Collected data entries:
+++
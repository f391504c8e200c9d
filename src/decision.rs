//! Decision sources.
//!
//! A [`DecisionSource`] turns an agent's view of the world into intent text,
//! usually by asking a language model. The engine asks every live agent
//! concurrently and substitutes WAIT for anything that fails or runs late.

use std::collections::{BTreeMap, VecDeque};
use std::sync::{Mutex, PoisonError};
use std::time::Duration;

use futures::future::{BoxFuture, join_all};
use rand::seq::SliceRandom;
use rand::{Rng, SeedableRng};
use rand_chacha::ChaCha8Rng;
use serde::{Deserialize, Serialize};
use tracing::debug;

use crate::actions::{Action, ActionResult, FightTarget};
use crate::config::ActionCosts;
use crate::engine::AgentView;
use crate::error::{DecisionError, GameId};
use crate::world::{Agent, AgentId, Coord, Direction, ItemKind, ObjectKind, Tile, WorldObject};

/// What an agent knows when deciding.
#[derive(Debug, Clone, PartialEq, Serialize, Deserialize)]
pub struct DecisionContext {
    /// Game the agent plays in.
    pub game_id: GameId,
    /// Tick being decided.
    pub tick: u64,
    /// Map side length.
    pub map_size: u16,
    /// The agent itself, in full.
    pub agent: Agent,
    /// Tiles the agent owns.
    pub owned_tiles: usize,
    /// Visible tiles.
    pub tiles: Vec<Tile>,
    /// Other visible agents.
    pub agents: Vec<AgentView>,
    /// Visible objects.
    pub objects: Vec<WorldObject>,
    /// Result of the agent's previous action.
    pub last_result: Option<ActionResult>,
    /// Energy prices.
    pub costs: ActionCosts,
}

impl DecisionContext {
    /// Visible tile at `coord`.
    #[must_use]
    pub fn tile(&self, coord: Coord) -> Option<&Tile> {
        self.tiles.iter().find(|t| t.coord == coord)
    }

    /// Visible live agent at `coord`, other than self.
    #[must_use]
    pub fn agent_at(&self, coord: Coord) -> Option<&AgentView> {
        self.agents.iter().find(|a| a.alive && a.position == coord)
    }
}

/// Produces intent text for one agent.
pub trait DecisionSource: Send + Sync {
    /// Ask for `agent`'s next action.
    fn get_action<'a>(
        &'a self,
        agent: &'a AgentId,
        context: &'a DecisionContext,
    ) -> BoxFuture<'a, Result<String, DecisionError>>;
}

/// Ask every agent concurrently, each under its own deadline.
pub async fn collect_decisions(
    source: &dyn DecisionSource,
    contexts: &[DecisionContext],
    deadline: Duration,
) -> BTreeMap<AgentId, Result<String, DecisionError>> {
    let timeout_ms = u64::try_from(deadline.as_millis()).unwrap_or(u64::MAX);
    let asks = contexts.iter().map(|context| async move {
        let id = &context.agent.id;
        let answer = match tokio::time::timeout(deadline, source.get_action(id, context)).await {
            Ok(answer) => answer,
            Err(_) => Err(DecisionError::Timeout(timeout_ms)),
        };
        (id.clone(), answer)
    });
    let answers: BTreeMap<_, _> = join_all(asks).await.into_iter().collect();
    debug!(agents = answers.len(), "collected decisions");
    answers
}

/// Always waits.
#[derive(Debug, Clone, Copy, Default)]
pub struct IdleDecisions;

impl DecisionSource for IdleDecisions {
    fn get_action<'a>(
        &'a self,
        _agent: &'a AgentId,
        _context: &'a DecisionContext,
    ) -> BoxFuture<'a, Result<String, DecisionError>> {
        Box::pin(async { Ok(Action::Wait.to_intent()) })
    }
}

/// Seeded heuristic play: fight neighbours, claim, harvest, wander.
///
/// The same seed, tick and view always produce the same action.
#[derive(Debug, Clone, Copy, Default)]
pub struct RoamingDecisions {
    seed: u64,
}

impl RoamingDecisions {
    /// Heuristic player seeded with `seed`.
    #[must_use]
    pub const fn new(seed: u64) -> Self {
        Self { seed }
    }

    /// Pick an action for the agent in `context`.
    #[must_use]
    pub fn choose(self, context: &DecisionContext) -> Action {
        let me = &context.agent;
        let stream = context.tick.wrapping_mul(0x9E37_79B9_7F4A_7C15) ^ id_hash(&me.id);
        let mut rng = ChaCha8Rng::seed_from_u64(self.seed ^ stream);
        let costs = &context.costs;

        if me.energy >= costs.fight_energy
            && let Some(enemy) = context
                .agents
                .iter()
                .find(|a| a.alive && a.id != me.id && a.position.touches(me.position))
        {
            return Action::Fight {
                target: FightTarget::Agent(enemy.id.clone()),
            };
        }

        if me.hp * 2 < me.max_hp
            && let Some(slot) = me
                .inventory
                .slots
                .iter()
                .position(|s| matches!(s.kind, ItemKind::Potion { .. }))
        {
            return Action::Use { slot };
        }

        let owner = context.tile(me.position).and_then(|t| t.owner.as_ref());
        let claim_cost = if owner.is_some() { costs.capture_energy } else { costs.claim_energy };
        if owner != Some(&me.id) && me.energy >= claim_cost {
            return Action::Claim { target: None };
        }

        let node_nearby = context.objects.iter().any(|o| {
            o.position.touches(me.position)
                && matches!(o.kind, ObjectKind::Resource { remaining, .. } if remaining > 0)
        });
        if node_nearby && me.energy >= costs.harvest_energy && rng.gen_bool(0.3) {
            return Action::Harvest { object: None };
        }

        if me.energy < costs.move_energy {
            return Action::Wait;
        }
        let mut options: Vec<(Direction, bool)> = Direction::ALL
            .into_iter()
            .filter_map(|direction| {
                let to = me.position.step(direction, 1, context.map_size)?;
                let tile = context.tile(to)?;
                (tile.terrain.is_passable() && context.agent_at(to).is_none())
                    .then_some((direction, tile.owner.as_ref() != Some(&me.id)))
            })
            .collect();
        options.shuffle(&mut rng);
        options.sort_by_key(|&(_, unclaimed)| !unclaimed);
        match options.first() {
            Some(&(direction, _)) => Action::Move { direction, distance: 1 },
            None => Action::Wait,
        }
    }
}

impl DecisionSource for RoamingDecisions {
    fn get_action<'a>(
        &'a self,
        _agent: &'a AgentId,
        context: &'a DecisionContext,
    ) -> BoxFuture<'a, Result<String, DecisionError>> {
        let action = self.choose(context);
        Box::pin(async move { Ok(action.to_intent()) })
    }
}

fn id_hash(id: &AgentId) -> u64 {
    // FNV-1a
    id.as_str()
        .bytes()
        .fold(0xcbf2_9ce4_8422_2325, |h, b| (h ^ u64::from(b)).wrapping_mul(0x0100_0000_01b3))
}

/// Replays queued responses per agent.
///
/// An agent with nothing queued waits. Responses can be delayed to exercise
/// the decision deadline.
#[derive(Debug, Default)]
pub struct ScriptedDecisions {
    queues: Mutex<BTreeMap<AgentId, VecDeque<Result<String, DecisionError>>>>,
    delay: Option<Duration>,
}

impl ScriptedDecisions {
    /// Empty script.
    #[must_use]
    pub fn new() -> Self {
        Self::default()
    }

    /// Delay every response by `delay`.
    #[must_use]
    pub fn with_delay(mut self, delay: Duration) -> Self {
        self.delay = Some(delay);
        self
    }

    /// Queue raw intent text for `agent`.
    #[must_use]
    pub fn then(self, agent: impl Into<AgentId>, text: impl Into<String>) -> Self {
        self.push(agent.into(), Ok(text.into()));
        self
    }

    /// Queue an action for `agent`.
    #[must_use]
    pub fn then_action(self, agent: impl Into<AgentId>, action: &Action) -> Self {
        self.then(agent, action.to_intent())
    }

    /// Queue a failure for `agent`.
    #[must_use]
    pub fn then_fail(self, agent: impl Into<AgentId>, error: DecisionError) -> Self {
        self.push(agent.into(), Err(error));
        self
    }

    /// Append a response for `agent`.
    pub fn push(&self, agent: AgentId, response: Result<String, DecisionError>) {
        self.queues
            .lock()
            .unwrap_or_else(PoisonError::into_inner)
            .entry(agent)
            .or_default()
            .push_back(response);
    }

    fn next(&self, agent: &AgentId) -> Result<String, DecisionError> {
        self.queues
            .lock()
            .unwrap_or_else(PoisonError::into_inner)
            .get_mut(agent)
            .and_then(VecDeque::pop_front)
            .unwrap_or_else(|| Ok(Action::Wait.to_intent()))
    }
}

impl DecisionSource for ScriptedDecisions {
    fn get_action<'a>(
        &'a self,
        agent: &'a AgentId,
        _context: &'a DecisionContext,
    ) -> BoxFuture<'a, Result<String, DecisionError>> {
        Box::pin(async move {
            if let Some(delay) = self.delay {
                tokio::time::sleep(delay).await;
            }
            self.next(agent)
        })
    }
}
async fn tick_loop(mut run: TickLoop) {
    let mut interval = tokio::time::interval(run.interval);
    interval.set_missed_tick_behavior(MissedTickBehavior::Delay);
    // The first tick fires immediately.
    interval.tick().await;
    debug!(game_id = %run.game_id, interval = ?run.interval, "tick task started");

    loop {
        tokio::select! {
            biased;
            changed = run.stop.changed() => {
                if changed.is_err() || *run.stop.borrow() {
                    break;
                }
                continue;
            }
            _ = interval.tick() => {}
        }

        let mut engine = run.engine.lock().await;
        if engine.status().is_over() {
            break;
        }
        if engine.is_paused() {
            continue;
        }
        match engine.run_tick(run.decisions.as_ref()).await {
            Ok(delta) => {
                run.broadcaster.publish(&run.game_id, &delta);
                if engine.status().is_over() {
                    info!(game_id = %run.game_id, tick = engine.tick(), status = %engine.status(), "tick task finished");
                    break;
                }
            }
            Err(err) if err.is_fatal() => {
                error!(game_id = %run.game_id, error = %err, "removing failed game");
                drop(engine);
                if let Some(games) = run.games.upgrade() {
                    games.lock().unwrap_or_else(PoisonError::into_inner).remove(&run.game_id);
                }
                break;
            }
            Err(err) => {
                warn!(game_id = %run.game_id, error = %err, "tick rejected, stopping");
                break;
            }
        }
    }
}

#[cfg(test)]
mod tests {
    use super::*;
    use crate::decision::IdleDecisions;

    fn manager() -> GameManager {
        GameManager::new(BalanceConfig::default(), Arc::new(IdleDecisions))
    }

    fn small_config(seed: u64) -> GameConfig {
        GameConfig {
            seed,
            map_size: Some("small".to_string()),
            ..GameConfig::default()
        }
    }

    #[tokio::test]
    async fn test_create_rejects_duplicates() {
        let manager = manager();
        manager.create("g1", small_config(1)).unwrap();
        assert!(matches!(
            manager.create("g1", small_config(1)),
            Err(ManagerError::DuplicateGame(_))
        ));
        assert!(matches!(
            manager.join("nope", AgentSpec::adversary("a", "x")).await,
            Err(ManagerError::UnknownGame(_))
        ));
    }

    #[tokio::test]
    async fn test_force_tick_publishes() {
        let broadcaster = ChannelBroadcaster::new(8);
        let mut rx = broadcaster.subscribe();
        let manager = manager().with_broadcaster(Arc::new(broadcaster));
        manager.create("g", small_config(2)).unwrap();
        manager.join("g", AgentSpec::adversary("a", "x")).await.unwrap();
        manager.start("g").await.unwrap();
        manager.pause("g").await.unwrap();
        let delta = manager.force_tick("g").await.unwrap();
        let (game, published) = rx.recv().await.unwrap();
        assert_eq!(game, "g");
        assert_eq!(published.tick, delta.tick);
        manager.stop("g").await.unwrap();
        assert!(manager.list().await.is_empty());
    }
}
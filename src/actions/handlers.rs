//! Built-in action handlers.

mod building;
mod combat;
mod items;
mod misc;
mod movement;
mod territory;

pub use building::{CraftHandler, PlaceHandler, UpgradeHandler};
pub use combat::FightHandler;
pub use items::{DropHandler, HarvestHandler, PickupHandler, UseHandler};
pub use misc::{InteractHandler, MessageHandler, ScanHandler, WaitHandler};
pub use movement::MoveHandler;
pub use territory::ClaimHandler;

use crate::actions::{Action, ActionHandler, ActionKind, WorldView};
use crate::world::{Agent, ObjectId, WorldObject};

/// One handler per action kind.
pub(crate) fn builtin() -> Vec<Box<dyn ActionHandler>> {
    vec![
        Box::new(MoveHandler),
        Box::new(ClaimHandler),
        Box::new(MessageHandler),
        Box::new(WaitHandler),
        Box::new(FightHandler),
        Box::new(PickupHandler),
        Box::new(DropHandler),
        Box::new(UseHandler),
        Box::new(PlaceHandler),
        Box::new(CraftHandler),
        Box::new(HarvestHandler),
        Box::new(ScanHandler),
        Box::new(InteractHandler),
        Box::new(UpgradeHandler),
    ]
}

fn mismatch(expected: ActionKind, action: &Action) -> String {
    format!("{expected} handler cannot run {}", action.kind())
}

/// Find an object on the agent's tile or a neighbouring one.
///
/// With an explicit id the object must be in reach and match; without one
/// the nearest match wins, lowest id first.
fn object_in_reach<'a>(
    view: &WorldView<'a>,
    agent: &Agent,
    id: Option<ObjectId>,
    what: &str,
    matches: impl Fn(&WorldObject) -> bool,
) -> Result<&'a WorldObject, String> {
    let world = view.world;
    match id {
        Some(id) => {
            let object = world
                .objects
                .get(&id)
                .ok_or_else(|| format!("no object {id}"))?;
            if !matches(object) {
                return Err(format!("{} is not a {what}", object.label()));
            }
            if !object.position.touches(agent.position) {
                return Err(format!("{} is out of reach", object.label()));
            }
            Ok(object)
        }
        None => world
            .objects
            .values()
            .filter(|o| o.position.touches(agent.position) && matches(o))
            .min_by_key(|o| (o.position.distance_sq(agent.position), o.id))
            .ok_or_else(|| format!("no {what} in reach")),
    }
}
+++
● **Required action**
Above are some records; copy each line there that contains "changed".

● **Result**
            changed = run.stop.changed() => {
                if changed.is_err() || *run.stop.borrow() {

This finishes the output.